─── MATERIALS PROVIDED

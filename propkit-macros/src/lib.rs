use proc_macro::TokenStream;
use syn::{DeriveInput, parse_macro_input};

mod parsed;

use parsed::ParsedEntity;

/// Describe a struct to `propkit-build`.
///
/// Every `pub` field is expected to carry `#[datastore("name")]` or
/// `#[datastore("name,noindex")]`. The annotation is recorded verbatim and
/// validated by the generator, which reports all schema errors in one place.
///
/// ```text
/// #[derive(Entity)]
/// #[datastore(kind = "Post")]   // optional, defaults to the type name
/// pub struct Post {
///     #[datastore("title")]
///     pub title: String,
///     #[datastore("tags,noindex")]
///     pub tags: Vec<String>,
///     cache: Option<String>,     // not pub: ignored
/// }
/// ```
#[proc_macro_derive(Entity, attributes(datastore))]
pub fn derive_entity(input: TokenStream) -> TokenStream {
    let input = parse_macro_input!(input as DeriveInput);

    match ParsedEntity::from_input(&input) {
        Ok(parsed) => parsed.emit().into(),
        Err(err) => err.to_compile_error().into(),
    }
}
//! Auto-generated by propkit-build. Do not edit manually.
//!
//! Regenerate with the `genmodel` binary or from a build script.
#![allow(
    dead_code,
    non_upper_case_globals,
    unused_imports,
    unused_mut,
    unused_variables,
    clippy::all
)]
use crate::model::*;
pub const PostKind: &str = "Post";
pub const Post_title: &str = "title =";
pub const Post_title_asc: &str = "title";
pub const Post_title_desc: &str = "-title";
pub const Post_title_gt: &str = "title >";
pub const Post_title_gte: &str = "title >=";
pub const Post_title_lt: &str = "title <";
pub const Post_title_lte: &str = "title <=";
pub const AccountKind: &str = "UserAccount";
pub const Account_username: &str = "login =";
pub const Account_username_asc: &str = "login";
pub const Account_username_desc: &str = "-login";
pub const Account_username_gt: &str = "login >";
pub const Account_username_gte: &str = "login >=";
pub const Account_username_lt: &str = "login <";
pub const Account_username_lte: &str = "login <=";
pub const Account_is_admin: &str = "admin =";
pub const Account_is_admin_asc: &str = "admin";
pub const Account_is_admin_desc: &str = "-admin";
pub const Account_is_admin_gt: &str = "admin >";
pub const Account_is_admin_gte: &str = "admin >=";
pub const Account_is_admin_lt: &str = "admin <";
pub const Account_is_admin_lte: &str = "admin <=";
pub const Account_login_count: &str = "logins =";
pub const Account_login_count_asc: &str = "logins";
pub const Account_login_count_desc: &str = "-logins";
pub const Account_login_count_gt: &str = "logins >";
pub const Account_login_count_gte: &str = "logins >=";
pub const Account_login_count_lt: &str = "logins <";
pub const Account_login_count_lte: &str = "logins <=";
pub const Account_created: &str = "created =";
pub const Account_created_asc: &str = "created";
pub const Account_created_desc: &str = "-created";
pub const Account_created_gt: &str = "created >";
pub const Account_created_gte: &str = "created >=";
pub const Account_created_lt: &str = "created <";
pub const Account_created_lte: &str = "created <=";
pub const Account_fingerprint: &str = "fingerprint =";
pub const Account_fingerprint_asc: &str = "fingerprint";
pub const Account_fingerprint_desc: &str = "-fingerprint";
pub const Account_fingerprint_gt: &str = "fingerprint >";
pub const Account_fingerprint_gte: &str = "fingerprint >=";
pub const Account_fingerprint_lt: &str = "fingerprint <";
pub const Account_fingerprint_lte: &str = "fingerprint <=";
pub const Account_emails: &str = "emails =";
pub const Account_emails_asc: &str = "emails";
pub const Account_emails_desc: &str = "-emails";
pub const Account_emails_gt: &str = "emails >";
pub const Account_emails_gte: &str = "emails >=";
pub const Account_emails_lt: &str = "emails <";
pub const Account_emails_lte: &str = "emails <=";
impl ::propkit::PropertyLoadSaver for Post {
    fn load(
        &mut self,
        props: ::std::vec::Vec<::propkit::Property>,
    ) -> ::propkit::PropertyResult<()> {
        self.tags = ::std::vec::Vec::new();
        for prop in props {
            let ::propkit::Property { name, value, .. } = prop;
            match name.as_str() {
                "tags" => {
                    let ::propkit::Value::String(val) = value else {
                        return ::std::result::Result::Err(
                            ::propkit::PropertyError::element_mismatch("Post", "tags", "String"),
                        );
                    };
                    self.tags.push(val);
                }
                "title" => {
                    let ::propkit::Value::String(val) = value else {
                        return ::std::result::Result::Err(
                            ::propkit::PropertyError::mismatch("Post", "title", "String"),
                        );
                    };
                    self.title = val;
                }
                _ => {}
            }
        }
        ::std::result::Result::Ok(())
    }
    fn save(&self) -> ::propkit::PropertyResult<::std::vec::Vec<::propkit::Property>> {
        let mut props = ::std::vec::Vec::new();
        for elem in &self.tags {
            props
                .push(
                    ::propkit::Property::new("tags", ::propkit::Value::String(elem.clone()))
                        .multiple()
                        .no_index(),
                );
        }
        props
            .push(
                ::propkit::Property::new(
                    "title",
                    ::propkit::Value::String(self.title.clone()),
                ),
            );
        ::std::result::Result::Ok(props)
    }
}
impl ::propkit::PropertyLoadSaver for Account {
    fn load(
        &mut self,
        props: ::std::vec::Vec<::propkit::Property>,
    ) -> ::propkit::PropertyResult<()> {
        self.emails = ::std::vec::Vec::new();
        self.keys = ::std::vec::Vec::new();
        for prop in props {
            let ::propkit::Property { name, value, .. } = prop;
            match name.as_str() {
                "admin" => {
                    let ::propkit::Value::Bool(val) = value else {
                        return ::std::result::Result::Err(
                            ::propkit::PropertyError::mismatch("Account", "is_admin", "bool"),
                        );
                    };
                    self.is_admin = val;
                }
                "avatar" => {
                    let ::propkit::Value::Bytes(val) = value else {
                        return ::std::result::Result::Err(
                            ::propkit::PropertyError::mismatch("Account", "avatar", "Vec<u8>"),
                        );
                    };
                    self.avatar = val;
                }
                "balance" => {
                    let ::propkit::Value::Float64(val) = value else {
                        return ::std::result::Result::Err(
                            ::propkit::PropertyError::mismatch("Account", "balance", "f64"),
                        );
                    };
                    self.balance = val;
                }
                "created" => {
                    let ::propkit::Value::Timestamp(val) = value else {
                        return ::std::result::Result::Err(
                            ::propkit::PropertyError::mismatch(
                                "Account",
                                "created",
                                "DateTime<Utc>",
                            ),
                        );
                    };
                    self.created = val;
                }
                "emails" => {
                    let ::propkit::Value::String(val) = value else {
                        return ::std::result::Result::Err(
                            ::propkit::PropertyError::element_mismatch(
                                "Account",
                                "emails",
                                "String",
                            ),
                        );
                    };
                    self.emails.push(val);
                }
                "fingerprint" => {
                    let ::propkit::Value::ByteString(val) = value else {
                        return ::std::result::Result::Err(
                            ::propkit::PropertyError::mismatch(
                                "Account",
                                "fingerprint",
                                "ByteString",
                            ),
                        );
                    };
                    self.fingerprint = val;
                }
                "keys" => {
                    let ::propkit::Value::Bytes(val) = value else {
                        return ::std::result::Result::Err(
                            ::propkit::PropertyError::element_mismatch(
                                "Account",
                                "keys",
                                "Vec<u8>",
                            ),
                        );
                    };
                    self.keys.push(val);
                }
                "login" => {
                    let ::propkit::Value::String(val) = value else {
                        return ::std::result::Result::Err(
                            ::propkit::PropertyError::mismatch("Account", "username", "String"),
                        );
                    };
                    self.username = val;
                }
                "logins" => {
                    let ::propkit::Value::Int64(val) = value else {
                        return ::std::result::Result::Err(
                            ::propkit::PropertyError::mismatch("Account", "login_count", "i64"),
                        );
                    };
                    self.login_count = val;
                }
                _ => {}
            }
        }
        ::std::result::Result::Ok(())
    }
    fn save(&self) -> ::propkit::PropertyResult<::std::vec::Vec<::propkit::Property>> {
        let mut props = ::std::vec::Vec::new();
        props
            .push(
                ::propkit::Property::new(
                        "avatar",
                        ::propkit::Value::Bytes(self.avatar.clone()),
                    )
                    .no_index(),
            );
        props
            .push(
                ::propkit::Property::new("balance", ::propkit::Value::Float64(self.balance))
                    .no_index(),
            );
        props
            .push(
                ::propkit::Property::new(
                    "created",
                    ::propkit::Value::Timestamp(self.created),
                ),
            );
        for elem in &self.emails {
            props
                .push(
                    ::propkit::Property::new("emails", ::propkit::Value::String(elem.clone()))
                        .multiple(),
                );
        }
        props
            .push(
                ::propkit::Property::new(
                    "fingerprint",
                    ::propkit::Value::ByteString(self.fingerprint.clone()),
                ),
            );
        props
            .push(
                ::propkit::Property::new("admin", ::propkit::Value::Bool(self.is_admin)),
            );
        for elem in &self.keys {
            props
                .push(
                    ::propkit::Property::new("keys", ::propkit::Value::Bytes(elem.clone()))
                        .multiple()
                        .no_index(),
                );
        }
        props
            .push(
                ::propkit::Property::new(
                    "logins",
                    ::propkit::Value::Int64(self.login_count),
                ),
            );
        props
            .push(
                ::propkit::Property::new(
                    "login",
                    ::propkit::Value::String(self.username.clone()),
                ),
            );
        ::std::result::Result::Ok(props)
    }
}
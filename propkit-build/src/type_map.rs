//! Classification of field types into stored value kinds.

use propkit::{TypeShape, ValueKind};

/// How a field is stored.
#[derive(Debug, Clone, Copy, PartialEq, Eq)]
pub struct TypeMapping {
    pub kind: ValueKind,
    pub multiple: bool,
    /// Raw byte sequences can't be indexed, whatever the annotation says.
    pub force_no_index: bool,
}

impl TypeMapping {
    const fn single(kind: ValueKind) -> Self {
        Self {
            kind,
            multiple: false,
            force_no_index: false,
        }
    }
}

/// Why a shape could not be mapped.
#[derive(Debug, Clone, Copy, PartialEq, Eq)]
pub enum Unsupported {
    /// The field type itself is outside the supported set.
    Type,
    /// The field is a `Vec` whose element type is outside the supported set.
    Element,
}

pub fn map_type(shape: &TypeShape) -> Result<TypeMapping, Unsupported> {
    match shape {
        TypeShape::Bytes => Ok(TypeMapping {
            kind: ValueKind::Bytes,
            multiple: false,
            force_no_index: true,
        }),
        TypeShape::ByteString => Ok(TypeMapping::single(ValueKind::ByteString)),
        TypeShape::Timestamp => Ok(TypeMapping::single(ValueKind::Timestamp)),
        TypeShape::Bool => Ok(TypeMapping::single(ValueKind::Bool)),
        TypeShape::F64 => Ok(TypeMapping::single(ValueKind::Float64)),
        TypeShape::I64 => Ok(TypeMapping::single(ValueKind::Int64)),
        TypeShape::Str => Ok(TypeMapping::single(ValueKind::String)),
        TypeShape::Seq(element) => match element.as_ref() {
            // A list of blobs: one unindexed property per blob.
            TypeShape::Bytes => Ok(TypeMapping {
                kind: ValueKind::Bytes,
                multiple: true,
                force_no_index: true,
            }),
            TypeShape::Str => Ok(TypeMapping {
                kind: ValueKind::String,
                multiple: true,
                force_no_index: false,
            }),
            _ => Err(Unsupported::Element),
        },
        TypeShape::U8 | TypeShape::Unsupported(_) => Err(Unsupported::Type),
    }
}
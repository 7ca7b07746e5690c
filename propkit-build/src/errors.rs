use thiserror::Error;

/// A model definition the generator refuses to emit code for.
///
/// Every variant carries enough context (kind, field, offending value) to find
/// the annotation that needs fixing.
#[derive(Debug, Clone, PartialEq, Eq, Error)]
pub enum SchemaError {
    #[error("missing datastore struct tag for {kind}.{field}")]
    MissingTag { kind: String, field: String },

    #[error("invalid struct tag for {kind}.{field}: {tag:?}")]
    InvalidTag { kind: String, field: String, tag: String },

    #[error("empty datastore field name for {kind}.{field}: {tag:?}")]
    EmptyName { kind: String, field: String, tag: String },

    #[error("datastore field name {name:?} for {kind}.{field} already used for {kind}.{previous}")]
    DuplicateName {
        name: String,
        kind: String,
        field: String,
        previous: String,
    },

    #[error("unsupported type {ty} specified for {kind}.{field}")]
    UnsupportedType { kind: String, field: String, ty: String },

    #[error("unsupported slice type {ty} specified for {kind}.{field}")]
    UnsupportedElement { kind: String, field: String, ty: String },

    #[error("kind {kind:?} registered for both {first} and {second}")]
    DuplicateKind { kind: String, first: String, second: String },

    #[error("generated constant {constant} for {kind}.{field} collides with an earlier constant")]
    ConstantCollision {
        constant: String,
        kind: String,
        field: String,
    },
}

pub type SchemaResult<T> = Result<T, SchemaError>;
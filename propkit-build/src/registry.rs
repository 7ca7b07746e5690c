//! The set of entity kinds to generate code for.

use propkit::model::{EntityDef, EntityModel};
use propkit::registration::registered_entities;

use crate::errors::{SchemaError, SchemaResult};

/// Maps kind names to entity descriptions.
///
/// The kind name is the persisted discriminator; the entity's type name is
/// what generated identifiers are derived from. They usually match.
#[derive(Debug, Clone, Default)]
pub struct Registry {
    entries: Vec<(String, EntityDef)>,
}

impl Registry {
    pub fn new() -> Self {
        Self::default()
    }

    /// Collect every entity submitted by `#[derive(Entity)]` in the linked binary.
    pub fn from_inventory() -> Self {
        let mut registry = Self::new();
        for registration in registered_entities() {
            registry.push(registration.kind, (registration.def_fn)());
        }
        registry
    }

    /// Register `T` under its declared kind.
    pub fn register<T: EntityModel>(self) -> Self {
        self.insert(T::KIND, T::entity_def())
    }

    /// Register `T` under an explicit kind name.
    pub fn register_as<T: EntityModel>(self, kind: impl Into<String>) -> Self {
        self.insert(kind, T::entity_def())
    }

    pub fn insert(mut self, kind: impl Into<String>, def: EntityDef) -> Self {
        self.push(kind, def);
        self
    }

    pub fn extend(&mut self, other: Registry) {
        self.entries.extend(other.entries);
    }

    pub fn len(&self) -> usize {
        self.entries.len()
    }

    pub fn is_empty(&self) -> bool {
        self.entries.is_empty()
    }

    fn push(&mut self, kind: impl Into<String>, def: EntityDef) {
        self.entries.push((kind.into(), def));
    }

    /// Entries sorted by kind name.
    ///
    /// The same entity registered twice under one kind (explicitly and through
    /// the inventory, say) collapses to one entry; two different entities
    /// claiming one kind is an error.
    pub fn sorted_entries(&self) -> SchemaResult<Vec<(&str, &EntityDef)>> {
        let mut entries: Vec<(&str, &EntityDef)> =
            self.entries.iter().map(|(kind, def)| (kind.as_str(), def)).collect();
        entries.sort_by(|a, b| a.0.cmp(b.0).then_with(|| a.1.type_name.cmp(&b.1.type_name)));

        let mut deduped: Vec<(&str, &EntityDef)> = Vec::with_capacity(entries.len());
        for (kind, def) in entries {
            if let Some((prev_kind, prev_def)) = deduped.last()
                && *prev_kind == kind
            {
                if *prev_def == def {
                    continue;
                }
                return Err(SchemaError::DuplicateKind {
                    kind: kind.to_string(),
                    first: prev_def.type_name.clone(),
                    second: def.type_name.clone(),
                });
            }
            deduped.push((kind, def));
        }
        Ok(deduped)
    }
}
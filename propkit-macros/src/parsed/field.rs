use proc_macro2::TokenStream as TokenStream2;
use quote::{ToTokens, quote};
use syn::{
    Error, Field, GenericArgument, Ident, LitStr, Path, PathArguments, Result, Type, TypePath, Visibility,
    spanned::Spanned,
};

pub(crate) struct ParsedField {
    ident: Ident,
    exported: bool,
    tag: Option<String>,
    shape: Shape,
}

/// Mirror of `propkit::model::TypeShape`, built from the syntax tree.
#[derive(Clone, Debug, PartialEq)]
enum Shape {
    Bool,
    I64,
    F64,
    U8,
    Str,
    Bytes,
    ByteString,
    Timestamp,
    Seq(Box<Shape>),
    Unsupported(String),
}

impl ParsedField {
    pub(crate) fn from_field(field: &Field) -> Result<Self> {
        let ident = field
            .ident
            .clone()
            .ok_or_else(|| Error::new(field.span(), "Entity requires named fields"))?;

        let mut tag = None;
        for attr in &field.attrs {
            if !attr.path().is_ident("datastore") {
                continue;
            }
            if tag.is_some() {
                return Err(Error::new(attr.span(), "field already has a #[datastore(...)] annotation"));
            }
            let value: LitStr = attr.parse_args().map_err(|_| {
                Error::new(
                    attr.span(),
                    "expected #[datastore(\"name\")] or #[datastore(\"name,noindex\")]",
                )
            })?;
            tag = Some(value.value());
        }

        Ok(Self {
            ident,
            exported: matches!(field.vis, Visibility::Public(_)),
            tag,
            shape: classify_type(&field.ty),
        })
    }

    pub(crate) fn to_def_tokens(&self) -> TokenStream2 {
        let name = self.ident.to_string();
        let exported = self.exported;
        let tag = match &self.tag {
            Some(tag) => quote! { ::std::option::Option::Some(#tag.to_string()) },
            None => quote! { ::std::option::Option::None },
        };
        let shape = self.shape.to_tokens();

        quote! {
            ::propkit::model::FieldDef {
                name: #name.to_string(),
                exported: #exported,
                tag: #tag,
                shape: #shape,
            }
        }
    }
}

impl Shape {
    fn to_tokens(&self) -> TokenStream2 {
        match self {
            Shape::Bool => quote! { ::propkit::model::TypeShape::Bool },
            Shape::I64 => quote! { ::propkit::model::TypeShape::I64 },
            Shape::F64 => quote! { ::propkit::model::TypeShape::F64 },
            Shape::U8 => quote! { ::propkit::model::TypeShape::U8 },
            Shape::Str => quote! { ::propkit::model::TypeShape::Str },
            Shape::Bytes => quote! { ::propkit::model::TypeShape::Bytes },
            Shape::ByteString => quote! { ::propkit::model::TypeShape::ByteString },
            Shape::Timestamp => quote! { ::propkit::model::TypeShape::Timestamp },
            Shape::Seq(inner) => {
                let inner = inner.to_tokens();
                quote! { ::propkit::model::TypeShape::Seq(::std::boxed::Box::new(#inner)) }
            }
            Shape::Unsupported(ty) => quote! { ::propkit::model::TypeShape::Unsupported(#ty.to_string()) },
        }
    }
}

fn classify_type(ty: &Type) -> Shape {
    match ty {
        Type::Group(group) => classify_type(&group.elem),
        Type::Paren(paren) => classify_type(&paren.elem),
        Type::Path(TypePath { qself: None, path }) => classify_path(path).unwrap_or_else(|| unsupported(ty)),
        _ => unsupported(ty),
    }
}

/// Only the last path segment is inspected, so `std::string::String` and
/// `chrono::DateTime<chrono::Utc>` classify like their short forms.
fn classify_path(path: &Path) -> Option<Shape> {
    let last = path.segments.last()?;
    let ident = last.ident.to_string();

    match (ident.as_str(), &last.arguments) {
        ("bool", PathArguments::None) => Some(Shape::Bool),
        ("i64", PathArguments::None) => Some(Shape::I64),
        ("f64", PathArguments::None) => Some(Shape::F64),
        ("u8", PathArguments::None) => Some(Shape::U8),
        ("String", PathArguments::None) => Some(Shape::Str),
        ("ByteString", PathArguments::None) => Some(Shape::ByteString),
        ("DateTime", PathArguments::AngleBracketed(_)) => {
            let tz = single_type_arg(&last.arguments)?;
            is_named(tz, "Utc").then_some(Shape::Timestamp)
        }
        ("Vec", PathArguments::AngleBracketed(_)) => {
            let inner = single_type_arg(&last.arguments)?;
            match classify_type(inner) {
                Shape::U8 => Some(Shape::Bytes),
                other => Some(Shape::Seq(Box::new(other))),
            }
        }
        _ => None,
    }
}

fn single_type_arg(arguments: &PathArguments) -> Option<&Type> {
    let PathArguments::AngleBracketed(args) = arguments else {
        return None;
    };
    if args.args.len() != 1 {
        return None;
    }
    match args.args.first()? {
        GenericArgument::Type(ty) => Some(ty),
        _ => None,
    }
}

fn is_named(ty: &Type, name: &str) -> bool {
    match ty {
        Type::Path(TypePath { qself: None, path }) => path
            .segments
            .last()
            .is_some_and(|segment| segment.ident == name && segment.arguments.is_none()),
        _ => false,
    }
}

fn unsupported(ty: &Type) -> Shape {
    Shape::Unsupported(type_repr(ty))
}

/// Render a type roughly the way it was written, for diagnostics.
fn type_repr(ty: &Type) -> String {
    ty.to_token_stream()
        .to_string()
        .replace(" :: ", "::")
        .replace(":: ", "::")
        .replace(" <", "<")
        .replace("< ", "<")
        .replace(" >", ">")
        .replace(" ,", ",")
        .replace("& ", "&")
}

──────

**TASK OBJECTIVE**
From the data above, return every line from the line that has "emit code for." up to and including the line that has "datastore struct tag", exactly.

**PROBLEM SOLUTION**
/// A model definition the generator refuses to emit code for.
///
/// Every variant carries enough context (kind, field, offending value) to find
/// the annotation that needs fixing.
#[derive(Debug, Clone, PartialEq, Eq, Error)]
pub enum SchemaError {
    #[error("missing datastore struct tag for {kind}.{field}")]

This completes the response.